Exercise instructions> Give back every line of the data, word for word.

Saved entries
§ §
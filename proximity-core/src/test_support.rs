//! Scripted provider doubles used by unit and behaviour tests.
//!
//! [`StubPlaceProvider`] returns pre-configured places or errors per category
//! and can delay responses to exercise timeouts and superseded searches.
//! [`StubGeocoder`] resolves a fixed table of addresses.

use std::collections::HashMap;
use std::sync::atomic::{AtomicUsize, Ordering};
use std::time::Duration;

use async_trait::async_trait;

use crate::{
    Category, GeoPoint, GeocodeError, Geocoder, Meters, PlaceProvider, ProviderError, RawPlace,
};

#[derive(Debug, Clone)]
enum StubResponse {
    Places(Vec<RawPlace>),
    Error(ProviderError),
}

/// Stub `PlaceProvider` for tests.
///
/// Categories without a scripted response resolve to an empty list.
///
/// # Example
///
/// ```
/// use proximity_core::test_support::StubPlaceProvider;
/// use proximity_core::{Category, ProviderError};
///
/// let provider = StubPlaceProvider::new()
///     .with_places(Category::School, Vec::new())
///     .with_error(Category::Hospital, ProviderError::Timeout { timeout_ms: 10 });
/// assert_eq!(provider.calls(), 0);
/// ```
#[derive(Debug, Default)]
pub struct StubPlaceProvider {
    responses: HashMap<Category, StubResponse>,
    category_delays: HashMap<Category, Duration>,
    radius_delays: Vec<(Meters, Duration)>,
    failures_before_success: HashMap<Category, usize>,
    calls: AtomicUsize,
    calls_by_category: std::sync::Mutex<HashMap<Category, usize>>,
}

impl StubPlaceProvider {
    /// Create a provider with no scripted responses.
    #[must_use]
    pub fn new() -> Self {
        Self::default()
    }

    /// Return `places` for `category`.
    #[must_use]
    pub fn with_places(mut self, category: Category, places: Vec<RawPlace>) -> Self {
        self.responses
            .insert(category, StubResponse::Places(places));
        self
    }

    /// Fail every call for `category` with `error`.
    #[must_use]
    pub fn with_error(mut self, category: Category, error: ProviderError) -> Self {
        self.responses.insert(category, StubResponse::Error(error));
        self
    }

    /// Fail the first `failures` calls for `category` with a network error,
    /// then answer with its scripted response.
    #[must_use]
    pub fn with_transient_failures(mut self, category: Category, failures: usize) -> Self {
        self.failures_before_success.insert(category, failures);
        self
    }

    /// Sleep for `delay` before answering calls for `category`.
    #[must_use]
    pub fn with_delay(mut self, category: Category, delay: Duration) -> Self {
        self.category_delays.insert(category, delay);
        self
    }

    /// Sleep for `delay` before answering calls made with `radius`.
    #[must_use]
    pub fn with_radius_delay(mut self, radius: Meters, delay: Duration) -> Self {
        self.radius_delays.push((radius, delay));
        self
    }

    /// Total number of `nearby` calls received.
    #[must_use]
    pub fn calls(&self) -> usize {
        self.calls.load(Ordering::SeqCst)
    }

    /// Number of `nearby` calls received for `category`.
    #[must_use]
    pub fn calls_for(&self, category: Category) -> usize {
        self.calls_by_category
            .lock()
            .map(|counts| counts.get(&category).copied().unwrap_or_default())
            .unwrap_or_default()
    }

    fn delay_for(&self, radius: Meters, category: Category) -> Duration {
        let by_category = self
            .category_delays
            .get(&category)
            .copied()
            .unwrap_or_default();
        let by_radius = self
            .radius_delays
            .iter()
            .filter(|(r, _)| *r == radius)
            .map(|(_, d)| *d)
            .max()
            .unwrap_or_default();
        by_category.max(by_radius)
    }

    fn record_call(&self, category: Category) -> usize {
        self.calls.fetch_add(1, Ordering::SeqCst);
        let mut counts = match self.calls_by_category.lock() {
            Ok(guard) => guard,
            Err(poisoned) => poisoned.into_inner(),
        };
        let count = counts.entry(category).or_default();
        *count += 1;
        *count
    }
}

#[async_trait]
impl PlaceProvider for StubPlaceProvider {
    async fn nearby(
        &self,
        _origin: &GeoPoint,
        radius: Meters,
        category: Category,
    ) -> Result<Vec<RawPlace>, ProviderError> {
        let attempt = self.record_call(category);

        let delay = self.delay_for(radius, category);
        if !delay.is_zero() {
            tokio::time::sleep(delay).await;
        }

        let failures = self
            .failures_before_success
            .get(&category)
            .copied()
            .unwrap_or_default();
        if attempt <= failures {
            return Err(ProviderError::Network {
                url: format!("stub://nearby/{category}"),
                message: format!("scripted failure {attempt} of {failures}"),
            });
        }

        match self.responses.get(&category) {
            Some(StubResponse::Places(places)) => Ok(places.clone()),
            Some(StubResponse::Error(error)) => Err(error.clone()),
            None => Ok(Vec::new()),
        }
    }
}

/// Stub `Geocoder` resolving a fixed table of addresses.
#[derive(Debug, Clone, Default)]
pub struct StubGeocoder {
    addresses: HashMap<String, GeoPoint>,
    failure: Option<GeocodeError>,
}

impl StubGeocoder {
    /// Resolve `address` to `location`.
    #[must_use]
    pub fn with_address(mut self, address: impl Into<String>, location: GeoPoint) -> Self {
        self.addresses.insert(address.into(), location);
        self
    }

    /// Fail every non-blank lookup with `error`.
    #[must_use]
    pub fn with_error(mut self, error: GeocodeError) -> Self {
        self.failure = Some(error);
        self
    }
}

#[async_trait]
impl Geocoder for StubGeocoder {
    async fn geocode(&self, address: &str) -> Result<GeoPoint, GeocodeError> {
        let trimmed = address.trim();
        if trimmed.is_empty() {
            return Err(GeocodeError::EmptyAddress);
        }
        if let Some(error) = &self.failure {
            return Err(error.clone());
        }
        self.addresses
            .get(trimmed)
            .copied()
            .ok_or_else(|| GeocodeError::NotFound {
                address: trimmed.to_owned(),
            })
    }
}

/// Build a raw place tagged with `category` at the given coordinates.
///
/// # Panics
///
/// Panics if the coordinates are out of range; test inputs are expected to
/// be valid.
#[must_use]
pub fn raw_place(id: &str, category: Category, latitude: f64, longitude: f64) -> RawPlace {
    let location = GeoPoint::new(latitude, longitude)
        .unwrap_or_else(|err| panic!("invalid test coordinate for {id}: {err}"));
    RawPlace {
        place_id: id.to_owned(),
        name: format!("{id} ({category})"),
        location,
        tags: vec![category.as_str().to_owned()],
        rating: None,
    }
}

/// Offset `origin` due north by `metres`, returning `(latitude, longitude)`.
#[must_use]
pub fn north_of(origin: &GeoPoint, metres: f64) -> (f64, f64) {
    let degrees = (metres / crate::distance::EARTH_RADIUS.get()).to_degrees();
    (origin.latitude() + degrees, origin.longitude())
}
§ §
Answer space>
filename proximity-core/src/test_support.rs
//! Scripted provider doubles used by unit and behaviour tests.
//!
//! [`StubPlaceProvider`] returns pre-configured places or errors per category
//! and can delay responses to exercise timeouts and superseded searches.
//! [`StubGeocoder`] resolves a fixed table of addresses.

use std::collections::HashMap;
use std::sync::atomic::{AtomicUsize, Ordering};
use std::time::Duration;

use async_trait::async_trait;

use crate::{
    Category, GeoPoint, GeocodeError, Geocoder, Meters, PlaceProvider, ProviderError, RawPlace,
};

#[derive(Debug, Clone)]
enum StubResponse {
    Places(Vec<RawPlace>),
    Error(ProviderError),
}

/// Stub `PlaceProvider` for tests.
///
/// Categories without a scripted response resolve to an empty list.
///
/// # Example
///
/// ```
/// use proximity_core::test_support::StubPlaceProvider;
/// use proximity_core::{Category, ProviderError};
///
/// let provider = StubPlaceProvider::new()
///     .with_places(Category::School, Vec::new())
///     .with_error(Category::Hospital, ProviderError::Timeout { timeout_ms: 10 });
/// assert_eq!(provider.calls(), 0);
/// ```
#[derive(Debug, Default)]
pub struct StubPlaceProvider {
    responses: HashMap<Category, StubResponse>,
    category_delays: HashMap<Category, Duration>,
    radius_delays: Vec<(Meters, Duration)>,
    failures_before_success: HashMap<Category, usize>,
    calls: AtomicUsize,
    calls_by_category: std::sync::Mutex<HashMap<Category, usize>>,
}

impl StubPlaceProvider {
    /// Create a provider with no scripted responses.
    #[must_use]
    pub fn new() -> Self {
        Self::default()
    }

    /// Return `places` for `category`.
    #[must_use]
    pub fn with_places(mut self, category: Category, places: Vec<RawPlace>) -> Self {
        self.responses
            .insert(category, StubResponse::Places(places));
        self
    }

    /// Fail every call for `category` with `error`.
    #[must_use]
    pub fn with_error(mut self, category: Category, error: ProviderError) -> Self {
        self.responses.insert(category, StubResponse::Error(error));
        self
    }

    /// Fail the first `failures` calls for `category` with a network error,
    /// then answer with its scripted response.
    #[must_use]
    pub fn with_transient_failures(mut self, category: Category, failures: usize) -> Self {
        self.failures_before_success.insert(category, failures);
        self
    }

    /// Sleep for `delay` before answering calls for `category`.
    #[must_use]
    pub fn with_delay(mut self, category: Category, delay: Duration) -> Self {
        self.category_delays.insert(category, delay);
        self
    }

    /// Sleep for `delay` before answering calls made with `radius`.
    #[must_use]
    pub fn with_radius_delay(mut self, radius: Meters, delay: Duration) -> Self {
        self.radius_delays.push((radius, delay));
        self
    }

    /// Total number of `nearby` calls received.
    #[must_use]
    pub fn calls(&self) -> usize {
        self.calls.load(Ordering::SeqCst)
    }

    /// Number of `nearby` calls received for `category`.
    #[must_use]
    pub fn calls_for(&self, category: Category) -> usize {
        self.calls_by_category
            .lock()
            .map(|counts| counts.get(&category).copied().unwrap_or_default())
            .unwrap_or_default()
    }

    fn delay_for(&self, radius: Meters, category: Category) -> Duration {
        let by_category = self
            .category_delays
            .get(&category)
            .copied()
            .unwrap_or_default();
        let by_radius = self
            .radius_delays
            .iter()
            .filter(|(r, _)| *r == radius)
            .map(|(_, d)| *d)
            .max()
            .unwrap_or_default();
        by_category.max(by_radius)
    }

    fn record_call(&self, category: Category) -> usize {
        self.calls.fetch_add(1, Ordering::SeqCst);
        let mut counts = match self.calls_by_category.lock() {
            Ok(guard) => guard,
            Err(poisoned) => poisoned.into_inner(),
        };
        let count = counts.entry(category).or_default();
        *count += 1;
        *count
    }
}

#[async_trait]
impl PlaceProvider for StubPlaceProvider {
    async fn nearby(
        &self,
        _origin: &GeoPoint,
        radius: Meters,
        category: Category,
    ) -> Result<Vec<RawPlace>, ProviderError> {
        let attempt = self.record_call(category);

        let delay = self.delay_for(radius, category);
        if !delay.is_zero() {
            tokio::time::sleep(delay).await;
        }

        let failures = self
            .failures_before_success
            .get(&category)
            .copied()
            .unwrap_or_default();
        if attempt <= failures {
            return Err(ProviderError::Network {
                url: format!("stub://nearby/{category}"),
                message: format!("scripted failure {attempt} of {failures}"),
            });
        }

        match self.responses.get(&category) {
            Some(StubResponse::Places(places)) => Ok(places.clone()),
            Some(StubResponse::Error(error)) => Err(error.clone()),
            None => Ok(Vec::new()),
        }
    }
}

/// Stub `Geocoder` resolving a fixed table of addresses.
#[derive(Debug, Clone, Default)]
pub struct StubGeocoder {
    addresses: HashMap<String, GeoPoint>,
    failure: Option<GeocodeError>,
}

impl StubGeocoder {
    /// Resolve `address` to `location`.
    #[must_use]
    pub fn with_address(mut self, address: impl Into<String>, location: GeoPoint) -> Self {
        self.addresses.insert(address.into(), location);
        self
    }

    /// Fail every non-blank lookup with `error`.
    #[must_use]
    pub fn with_error(mut self, error: GeocodeError) -> Self {
        self.failure = Some(error);
        self
    }
}

#[async_trait]
impl Geocoder for StubGeocoder {
    async fn geocode(&self, address: &str) -> Result<GeoPoint, GeocodeError> {
        let trimmed = address.trim();
        if trimmed.is_empty() {
            return Err(GeocodeError::EmptyAddress);
        }
        if let Some(error) = &self.failure {
            return Err(error.clone());
        }
        self.addresses
            .get(trimmed)
            .copied()
            .ok_or_else(|| GeocodeError::NotFound {
                address: trimmed.to_owned(),
            })
    }
}

/// Build a raw place tagged with `category` at the given coordinates.
///
/// # Panics
///
/// Panics if the coordinates are out of range; test inputs are expected to
/// be valid.
#[must_use]
pub fn raw_place(id: &str, category: Category, latitude: f64, longitude: f64) -> RawPlace {
    let location = GeoPoint::new(latitude, longitude)
        .unwrap_or_else(|err| panic!("invalid test coordinate for {id}: {err}"));
    RawPlace {
        place_id: id.to_owned(),
        name: format!("{id} ({category})"),
        location,
        tags: vec![category.as_str().to_owned()],
        rating: None,
    }
}

/// Offset `origin` due north by `metres`, returning `(latitude, longitude)`.
#[must_use]
pub fn north_of(origin: &GeoPoint, metres: f64) -> (f64, f64) {
    let degrees = (metres / crate::distance::EARTH_RADIUS.get()).to_degrees();
    (origin.latitude() + degrees, origin.longitude())
}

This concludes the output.